### WHAT YOU SHOULD DO
Take the listing and print it in full, exactly as given.

### TASK DATA
__________

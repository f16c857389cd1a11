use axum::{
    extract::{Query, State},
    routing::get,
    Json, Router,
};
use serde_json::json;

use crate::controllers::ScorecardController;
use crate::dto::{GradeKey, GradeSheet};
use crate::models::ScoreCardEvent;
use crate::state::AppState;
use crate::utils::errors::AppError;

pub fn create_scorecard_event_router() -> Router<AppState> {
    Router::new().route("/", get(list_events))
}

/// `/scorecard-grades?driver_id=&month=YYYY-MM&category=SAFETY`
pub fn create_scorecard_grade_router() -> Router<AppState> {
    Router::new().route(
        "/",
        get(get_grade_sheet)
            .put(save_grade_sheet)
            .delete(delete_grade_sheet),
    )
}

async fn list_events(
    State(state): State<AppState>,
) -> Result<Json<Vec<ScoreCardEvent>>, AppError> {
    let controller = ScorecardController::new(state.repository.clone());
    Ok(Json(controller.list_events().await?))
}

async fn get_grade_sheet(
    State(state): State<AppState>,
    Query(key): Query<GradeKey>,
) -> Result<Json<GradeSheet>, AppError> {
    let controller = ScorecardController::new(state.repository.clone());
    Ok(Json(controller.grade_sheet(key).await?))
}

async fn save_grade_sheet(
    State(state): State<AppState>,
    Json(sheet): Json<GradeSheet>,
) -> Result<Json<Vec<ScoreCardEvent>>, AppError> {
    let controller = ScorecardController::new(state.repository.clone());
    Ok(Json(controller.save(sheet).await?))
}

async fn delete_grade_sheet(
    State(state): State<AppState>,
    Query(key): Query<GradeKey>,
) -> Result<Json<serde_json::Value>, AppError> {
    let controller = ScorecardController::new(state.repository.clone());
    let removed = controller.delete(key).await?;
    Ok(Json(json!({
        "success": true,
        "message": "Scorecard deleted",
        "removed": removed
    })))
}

__________

### YOUR SOLUTION
repository f16c857389cd1a11
use axum::{
    extract::{Query, State},
    routing::get,
    Json, Router,
};
use serde_json::json;

use crate::controllers::ScorecardController;
use crate::dto::{GradeKey, GradeSheet};
use crate::models::ScoreCardEvent;
use crate::state::AppState;
use crate::utils::errors::AppError;

pub fn create_scorecard_event_router() -> Router<AppState> {
    Router::new().route("/", get(list_events))
}

/// `/scorecard-grades?driver_id=&month=YYYY-MM&category=SAFETY`
pub fn create_scorecard_grade_router() -> Router<AppState> {
    Router::new().route(
        "/",
        get(get_grade_sheet)
            .put(save_grade_sheet)
            .delete(delete_grade_sheet),
    )
}

async fn list_events(
    State(state): State<AppState>,
) -> Result<Json<Vec<ScoreCardEvent>>, AppError> {
    let controller = ScorecardController::new(state.repository.clone());
    Ok(Json(controller.list_events().await?))
}

async fn get_grade_sheet(
    State(state): State<AppState>,
    Query(key): Query<GradeKey>,
) -> Result<Json<GradeSheet>, AppError> {
    let controller = ScorecardController::new(state.repository.clone());
    Ok(Json(controller.grade_sheet(key).await?))
}

async fn save_grade_sheet(
    State(state): State<AppState>,
    Json(sheet): Json<GradeSheet>,
) -> Result<Json<Vec<ScoreCardEvent>>, AppError> {
    let controller = ScorecardController::new(state.repository.clone());
    Ok(Json(controller.save(sheet).await?))
}

async fn delete_grade_sheet(
    State(state): State<AppState>,
    Query(key): Query<GradeKey>,
) -> Result<Json<serde_json::Value>, AppError> {
    let controller = ScorecardController::new(state.repository.clone());
    let removed = controller.delete(key).await?;
    Ok(Json(json!({
        "success": true,
        "message": "Scorecard deleted",
        "removed": removed
    })))
}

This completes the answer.